Elastic's InfoSec team built an agentic SOC that triages every alert before an analyst opens it. A 30-minute manual investigation now finishes in under 3 minutes: deterministic ES|QL queries close obvious false positives at zero token cost, specialized AI agents investigate the rest across endpoint, cloud, and SaaS domains, and a Final Review agent writes the verdict to a Kibana case. The whole pipeline runs on Elastic's native stack (Workflows, Agent Builder, the Elastic Inference Service, and Kibana Cases) with no third-party orchestrator, and inference routed only to providers documented with zero data retention.

AI-assisted attacks have compressed the timeline from initial access to exfiltration from days to hours, and traditional manual alert triage cannot keep pace. Hiring more analysts does not scale with alert volume.
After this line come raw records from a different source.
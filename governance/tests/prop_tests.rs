use proptest::prelude::*;

use pulse_governance::{decode_vote_bits, encode_vote_bits, is_treasury_spend, VoteChoice};
use pulse_ledger::{ScriptPubKey, TxInput, TxOutput, TxRecord};
use pulse_types::TxHash;

fn choice() -> impl Strategy<Value = VoteChoice> {
    prop_oneof![
        Just(VoteChoice::Abstain),
        Just(VoteChoice::Yes),
        Just(VoteChoice::No),
        Just(VoteChoice::Invalid),
    ]
}

fn plain_output() -> impl Strategy<Value = TxOutput> {
    (
        proptest::option::of(0.0f64..1000.0),
        proptest::option::of("(pubkeyhash|scripthash|nulldata|stakegen|sstxchange)"),
    )
        .prop_map(|(value, kind)| TxOutput {
            value,
            script_pub_key: Some(ScriptPubKey {
                kind,
                hex: None,
                addresses: vec![],
            }),
        })
}

proptest! {
    /// Encoding a choice and decoding against the same hash returns the choice.
    #[test]
    fn vote_bits_roundtrip(bytes in prop::array::uniform32(0u8..), c in choice()) {
        let hash = TxHash::new(bytes);
        let script = encode_vote_bits(&hash, c).unwrap();
        prop_assert_eq!(decode_vote_bits(&script, &hash), c);
    }

    /// Decoding against any other hash is unknown.
    #[test]
    fn vote_bits_other_hash_unknown(
        a in prop::array::uniform32(0u8..),
        b in prop::array::uniform32(0u8..),
        c in choice(),
    ) {
        prop_assume!(a != b);
        let script = encode_vote_bits(&TxHash::new(a), c).unwrap();
        prop_assert_eq!(decode_vote_bits(&script, &TxHash::new(b)), VoteChoice::Unknown);
    }

    /// The decoder never panics on arbitrary text.
    #[test]
    fn vote_bits_tolerates_garbage(s in ".{0,120}", bytes in prop::array::uniform32(0u8..)) {
        let _ = decode_vote_bits(&s, &TxHash::new(bytes));
    }

    /// A treasury spend input marker always classifies as a spend.
    #[test]
    fn marker_input_always_matches(
        version in proptest::option::of(0u32..10),
        outputs in prop::collection::vec(plain_output(), 0..4),
        position in 0usize..3,
    ) {
        let mut vin = vec![TxInput::default(); 3];
        vin[position].treasury_spend = Some("c2".into());
        let tx = TxRecord { version, vin, vout: outputs, ..TxRecord::default() };
        prop_assert!(is_treasury_spend(&tx));
    }

    /// Without either signal nothing classifies as a spend.
    #[test]
    fn no_signal_never_matches(
        version in proptest::option::of(0u32..10),
        outputs in prop::collection::vec(plain_output(), 0..4),
    ) {
        let tx = TxRecord {
            version,
            vin: vec![TxInput::default()],
            vout: outputs,
            ..TxRecord::default()
        };
        prop_assert!(!is_treasury_spend(&tx));
    }
}
//! Treasury governance classifiers.
//!
//! Pure functions over [`pulse_ledger::TxRecord`]: which transactions are
//! treasury spends, which are votes, and what a vote says about a given
//! spend. Nothing here fails; malformed or foreign data classifies as
//! "no match" or [`VoteChoice::Unknown`].

pub mod detector;
pub mod extract;
pub mod vote_bits;

pub use detector::{is_treasury_spend, is_vote_transaction};
pub use extract::{history_record, spend_record};
pub use vote_bits::{decode_vote_bits, encode_vote_bits, find_vote, VoteChoice};
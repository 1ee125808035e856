#![allow(dead_code)]

use std::sync::Arc;
use std::time::Duration;

use pulse_governance::VoteChoice;
use pulse_ledger::LedgerSource;
use pulse_nullables::{fixtures, NullLedger};
use pulse_treasury::TreasuryService;
use pulse_types::{TreasuryParams, TxHash};

/// Small windows so tests walk a few hundred blocks at most.
pub fn test_params() -> TreasuryParams {
    TreasuryParams {
        activation_height: 1_000,
        voting_interval: 100,
        max_scan_span: 120,
        votes_per_block: 5,
        progress_interval: 10,
    }
}

pub fn service_over(ledger: &Arc<NullLedger>) -> TreasuryService {
    let source: Arc<dyn LedgerSource> = Arc::clone(ledger) as Arc<dyn LedgerSource>;
    TreasuryService::new(Some(source), test_params(), 8)
}

/// Poll `condition` every few milliseconds for up to five seconds.
pub async fn wait_until<F: FnMut() -> bool>(mut condition: F) {
    for _ in 0..1_000 {
        if condition() {
            return;
        }
        tokio::time::sleep(Duration::from_millis(5)).await;
    }
    panic!("condition not reached within 5s");
}

/// Cast `choice` on `target` in the block at `height`, once per `count`.
pub fn cast_votes(ledger: &NullLedger, height: i64, target: &TxHash, choice: VoteChoice, count: u64) {
    for i in 0..count {
        let seed = (height as u64) << 16 | (choice as u64) << 8 | i;
        ledger.add_stake_tx(height, fixtures::vote(fixtures::tx_id(seed), target, choice));
    }
}
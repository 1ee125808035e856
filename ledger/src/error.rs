use thiserror::Error;

#[derive(Debug, Error)]
pub enum LedgerError {
    #[error("ledger source unavailable: {0}")]
    Unavailable(String),

    #[error("request failed: {0}")]
    Request(String),

    #[error("invalid response: {0}")]
    InvalidResponse(String),

    #[error("not found: {0}")]
    NotFound(String),

    #[error("node error {code}: {message}")]
    Node { code: i64, message: String },
}
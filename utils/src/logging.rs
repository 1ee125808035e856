//! Structured logging initialisation via `tracing`.
//!
//! Two output formats are supported:
//! - [`LogFormat::Human`]: human-readable lines (development).
//! - [`LogFormat::Json`]: newline-delimited JSON (log aggregation).
//!
//! The filter level can be overridden at runtime via the `RUST_LOG`
//! environment variable. When `RUST_LOG` is not set, the caller-supplied
//! `level` string is used (e.g. `"info"`, `"debug,pulse_treasury=trace"`).

use serde::{Deserialize, Serialize};
use std::str::FromStr;
use tracing_subscriber::{fmt, layer::SubscriberExt, util::SubscriberInitExt, EnvFilter};

/// Selects the output format for structured logs.
#[derive(Debug, Clone, Copy, Default, PartialEq, Eq, Serialize, Deserialize)]
#[serde(rename_all = "lowercase")]
pub enum LogFormat {
    /// Human-readable output for local development.
    #[default]
    Human,
    /// Newline-delimited JSON.
    Json,
}

impl FromStr for LogFormat {
    type Err = String;

    fn from_str(s: &str) -> Result<Self, Self::Err> {
        match s.to_lowercase().as_str() {
            "human" | "pretty" => Ok(Self::Human),
            "json" => Ok(Self::Json),
            other => Err(format!("unknown log format: {other}")),
        }
    }
}

/// Initialise the global tracing subscriber.
///
/// Logs go to stderr so command output on stdout stays machine-readable.
/// A second call is ignored.
pub fn init_logging(format: LogFormat, level: &str) {
    let filter = EnvFilter::try_from_default_env().unwrap_or_else(|_| EnvFilter::new(level));

    let result = match format {
        LogFormat::Human => tracing_subscriber::registry()
            .with(filter)
            .with(fmt::layer().with_target(true).with_writer(std::io::stderr))
            .try_init(),
        LogFormat::Json => tracing_subscriber::registry()
            .with(filter)
            .with(
                fmt::layer()
                    .json()
                    .with_target(true)
                    .with_thread_ids(true)
                    .with_writer(std::io::stderr),
            )
            .try_init(),
    };

    if let Err(e) = result {
        tracing::debug!(error = %e, "tracing subscriber already installed");
    }
}
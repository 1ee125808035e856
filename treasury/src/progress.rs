//! Latest published progress per treasury spend.

use std::collections::HashMap;

use pulse_types::{TxHash, VoteTallyProgress};

#[derive(Default)]
pub struct ProgressBoard {
    records: HashMap<TxHash, VoteTallyProgress>,
}

impl ProgressBoard {
    pub fn new() -> Self {
        Self::default()
    }

    /// Replace the record for `hash`.
    pub fn publish(&mut self, hash: TxHash, progress: VoteTallyProgress) {
        self.records.insert(hash, progress);
    }

    pub fn get(&self, hash: &TxHash) -> Option<&VoteTallyProgress> {
        self.records.get(hash)
    }

    pub fn remove(&mut self, hash: &TxHash) -> Option<VoteTallyProgress> {
        self.records.remove(hash)
    }

    pub fn len(&self) -> usize {
        self.records.len()
    }

    pub fn is_empty(&self) -> bool {
        self.records.is_empty()
    }
}
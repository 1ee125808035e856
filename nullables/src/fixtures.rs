//! Transaction builders shaped like the node's verbose output.

use pulse_governance::{encode_vote_bits, VoteChoice};
use pulse_ledger::{ScriptPubKey, TxInput, TxOutput, TxRecord};
use pulse_types::TxHash;

/// Deterministic transaction id from a seed.
pub fn tx_id(seed: u64) -> TxHash {
    let mut bytes = [0u8; 32];
    bytes[..8].copy_from_slice(&seed.to_be_bytes());
    bytes[31] = 0x7a;
    TxHash::new(bytes)
}

fn output(value: f64, kind: &str, hex: Option<String>, addresses: &[&str]) -> TxOutput {
    TxOutput {
        value: Some(value),
        script_pub_key: Some(ScriptPubKey {
            kind: Some(kind.to_string()),
            hex,
            addresses: addresses.iter().map(|a| a.to_string()).collect(),
        }),
    }
}

/// An ordinary payment spending a previous output.
pub fn regular_tx(txid: TxHash) -> TxRecord {
    TxRecord {
        txid,
        version: Some(1),
        expiry: Some(0),
        vin: vec![TxInput {
            txid: Some(tx_id(u64::MAX).to_string()),
            vout: Some(0),
            ..TxInput::default()
        }],
        vout: vec![output(1.25, "pubkeyhash", None, &["DsRegularPayee"])],
    }
}

/// A treasury spend carrying the `treasuryspend` input marker.
pub fn treasury_spend(txid: TxHash, expiry: u32, payouts: &[(f64, &str)]) -> TxRecord {
    let mut tx = minimal_treasury_spend(txid, expiry, payouts);
    tx.vin = vec![TxInput {
        treasury_spend: Some("c2".repeat(33)),
        ..TxInput::default()
    }];
    tx
}

/// A treasury spend as a minimal view reports it: no input marker, only
/// version 3 and `treasurygen` payouts.
pub fn minimal_treasury_spend(txid: TxHash, expiry: u32, payouts: &[(f64, &str)]) -> TxRecord {
    let mut vout = vec![output(0.0, "nulldata", Some(format!("6a20{}", "00".repeat(32))), &[])];
    vout.extend(
        payouts
            .iter()
            .map(|(value, payee)| output(*value, "treasurygen-pubkeyhash", None, &[*payee])),
    );
    TxRecord {
        txid,
        version: Some(3),
        expiry: Some(expiry),
        vin: Vec::new(),
        vout,
    }
}

/// A vote transaction casting `choice` on `target`.
///
/// `VoteChoice::Unknown` produces a vote with no treasury vote output.
pub fn vote(txid: TxHash, target: &TxHash, choice: VoteChoice) -> TxRecord {
    let mut vout = vec![
        output(0.0, "nulldata", Some(format!("6a24{}", "11".repeat(36))), &[]),
        output(0.0, "nulldata", Some("6a06010009000000".to_string()), &[]),
        output(1.5, "stakegen-pubkeyhash", None, &["DsTicketOwner"]),
    ];
    if let Some(script) = encode_vote_bits(target, choice) {
        vout.push(output(0.0, "nulldata", Some(script), &[]));
    }
    TxRecord {
        txid,
        version: Some(3),
        expiry: Some(0),
        vin: vec![
            TxInput {
                stakebase: Some("0000".into()),
                ..TxInput::default()
            },
            TxInput {
                txid: Some(tx_id(u64::MAX - 1).to_string()),
                vout: Some(0),
                ..TxInput::default()
            },
        ],
        vout,
    }
}

/// A ticket purchase: lives in the stake tree but is not a vote.
pub fn ticket(txid: TxHash) -> TxRecord {
    TxRecord {
        txid,
        version: Some(1),
        expiry: Some(0),
        vin: vec![TxInput {
            txid: Some(tx_id(u64::MAX - 2).to_string()),
            vout: Some(1),
            ..TxInput::default()
        }],
        vout: vec![output(150.0, "stakesubmission-pubkeyhash", None, &["DsTicket"])],
    }
}
//! Treasury parameters: protocol constants plus the tunables of the tally engine.
//!
//! Defaults mirror the mainnet consensus rules. Everything except the
//! protocol constants is a cost or estimation knob, not a consensus value.

use serde::{Deserialize, Serialize};

/// Block at which treasury spends were first activated on mainnet.
pub const TREASURY_ACTIVATION_HEIGHT: i64 = 552_448;

/// Nominal number of blocks a treasury spend is voted on.
pub const TREASURY_VOTE_INTERVAL: i64 = 2880;

/// Upper bound on the number of blocks a single tally scans.
pub const MAX_TALLY_SCAN_SPAN: i64 = 3000;

/// Votes expected per block when estimating the eligible electorate.
pub const VOTES_PER_BLOCK: u64 = 5;

/// Tally progress is published at least this often (in scanned blocks).
pub const PROGRESS_INTERVAL: i64 = 50;

/// Parameters consumed by the scanner and the tally engine.
#[derive(Clone, Debug, PartialEq, Eq, Serialize, Deserialize)]
pub struct TreasuryParams {
    /// Lowest height a treasury spend can appear at.
    #[serde(default = "default_activation_height")]
    pub activation_height: i64,

    /// Voting window length in blocks.
    #[serde(default = "default_voting_interval")]
    pub voting_interval: i64,

    /// Maximum `end - start` span a tally scans; wider windows keep their
    /// most recent part.
    #[serde(default = "default_max_scan_span")]
    pub max_scan_span: i64,

    /// Estimated votes per block used for eligibility and quorum.
    #[serde(default = "default_votes_per_block")]
    pub votes_per_block: u64,

    /// How often (in blocks) a running tally publishes progress.
    #[serde(default = "default_progress_interval")]
    pub progress_interval: i64,
}

fn default_activation_height() -> i64 {
    TREASURY_ACTIVATION_HEIGHT
}

fn default_voting_interval() -> i64 {
    TREASURY_VOTE_INTERVAL
}

fn default_max_scan_span() -> i64 {
    MAX_TALLY_SCAN_SPAN
}

fn default_votes_per_block() -> u64 {
    VOTES_PER_BLOCK
}

fn default_progress_interval() -> i64 {
    PROGRESS_INTERVAL
}

impl Default for TreasuryParams {
    fn default() -> Self {
        Self {
            activation_height: default_activation_height(),
            voting_interval: default_voting_interval(),
            max_scan_span: default_max_scan_span(),
            votes_per_block: default_votes_per_block(),
            progress_interval: default_progress_interval(),
        }
    }
}

impl TreasuryParams {
    /// Clamp a requested scan start up to the activation floor.
    pub fn clamp_start(&self, height: i64) -> i64 {
        height.max(self.activation_height)
    }
}
//! Flat cuts of a [`Dendrogram`].

use std::collections::BTreeMap;

use super::linkage::Dendrogram;
use crate::types::ClusterLabel;

/// Flat assignment of items to 1-based cluster labels.
#[derive(Debug, Clone, PartialEq, Eq)]
pub struct FlatClustering {
    labels: Vec<ClusterLabel>,
    num_clusters: usize,
}

impl FlatClustering {
    pub(crate) fn from_labels(labels: Vec<ClusterLabel>) -> Self {
        let num_clusters = labels.iter().copied().max().unwrap_or(0) as usize;
        Self {
            labels,
            num_clusters,
        }
    }

    /// Label per item, in input order.
    pub fn labels(&self) -> &[ClusterLabel] {
        &self.labels
    }

    /// Number of distinct labels (labels are exactly `1..=num_clusters`).
    pub fn num_clusters(&self) -> usize {
        self.num_clusters
    }

    /// Item indices per label, ascending within each group.
    pub fn groups(&self) -> BTreeMap<ClusterLabel, Vec<usize>> {
        let mut groups: BTreeMap<ClusterLabel, Vec<usize>> = BTreeMap::new();
        for (index, &label) in self.labels.iter().enumerate() {
            groups.entry(label).or_default().push(index);
        }
        groups
    }
}

impl Dendrogram {
    /// Cut into at most `k` flat clusters (maxclust criterion).
    ///
    /// Every node is scored by the largest merge height in its subtree. The
    /// threshold is the smallest such score that leaves no more than `k`
    /// clusters; each maximal subtree whose score is within the threshold
    /// becomes one cluster. Tied heights can therefore yield fewer than `k`
    /// clusters. `k >= n_leaves` makes every leaf a singleton, `k = 0` is
    /// treated as 1.
    ///
    /// Labels are numbered from 1 in left-first depth-first order from the
    /// root, so the result depends only on the hierarchy.
    pub fn cut_max_clusters(&self, k: usize) -> FlatClustering {
        let n = self.n_leaves();
        let Some(root) = self.root() else {
            return FlatClustering::from_labels(vec![1; n]);
        };
        let k = k.max(1);

        let max_dist = self.subtree_max_heights();
        let threshold = if k >= n {
            f64::NEG_INFINITY
        } else {
            let mut sorted = max_dist.clone();
            sorted.sort_by(f64::total_cmp);
            // n - (#nodes with score <= t) clusters remain; need n - k merged nodes.
            sorted[n - k - 1]
        };

        let mut labels: Vec<ClusterLabel> = vec![0; n];
        let mut next: ClusterLabel = 1;
        let mut stack = vec![root];
        while let Some(node) = stack.pop() {
            match self.children(node) {
                Some((left, right)) if max_dist[node - n] > threshold => {
                    stack.push(right);
                    stack.push(left);
                }
                _ => {
                    self.for_each_leaf(node, |leaf| labels[leaf] = next);
                    next += 1;
                }
            }
        }

        FlatClustering::from_labels(labels)
    }

    /// Largest merge height within each internal node's subtree.
    fn subtree_max_heights(&self) -> Vec<f64> {
        let n = self.n_leaves();
        let mut max_dist: Vec<f64> = Vec::with_capacity(self.merges().len());
        for merge in self.merges() {
            let child_max = |id: usize| {
                id.checked_sub(n)
                    .map_or(f64::NEG_INFINITY, |i| max_dist[i])
            };
            let score = merge
                .height
                .max(child_max(merge.left))
                .max(child_max(merge.right));
            max_dist.push(score);
        }
        max_dist
    }

    fn for_each_leaf(&self, node: usize, mut visit: impl FnMut(usize)) {
        let mut stack = vec![node];
        while let Some(current) = stack.pop() {
            match self.children(current) {
                Some((left, right)) => {
                    stack.push(right);
                    stack.push(left);
                }
                None => visit(current),
            }
        }
    }
}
The Agentic SOC pattern fixes this gap: automate the investigation work that does not require human judgment so analysts can focus on the alerts that do.

Note that we use a workflow as our Agentic SOC orchestration layer instead of an Agent. We chose to use a workflow for orchestration instead of an Agent because of the scale we are operating at. A workflow is deterministic, fast, and does not consume tokens. When you are triaging tens of thousands of alerts per month, this can make a huge difference in costs and performance.

For a security team processing sensitive alert data, the inference layer's data handling matters. The Elastic Inference Service routes requests to trusted third-party model providers that operate with zero data retention and do not use inputs to train models. Per-model data retention and training-data status are documented on the EIS supported-models page so customers can verify the status of the specific model their pipeline uses. For airgapped or highly sensitive environments, the same pipeline can run against a model hosted on your own infrastructure.

At Elastic, our InfoSec team operates as "Customer Zero." We run the newest versions of Elastic Security in our production environment, often before they are released publicly. Our fleet spans thousands of laptops, servers, and cloud workloads across a globally distributed workforce. We are the first and most demanding user of every feature we ship, including the Workflows and Agent Builder platforms.

Our Agentic SOC journey started with a single Agent Builder triage agent in Elastic Security 9.2. It handled workstation alerts well, where the investigation pattern is consistent, but we found that SaaS provider logs and Higher-Order threshold alerts required a more specialized methodology. That gap drove our move to domain-specific agents.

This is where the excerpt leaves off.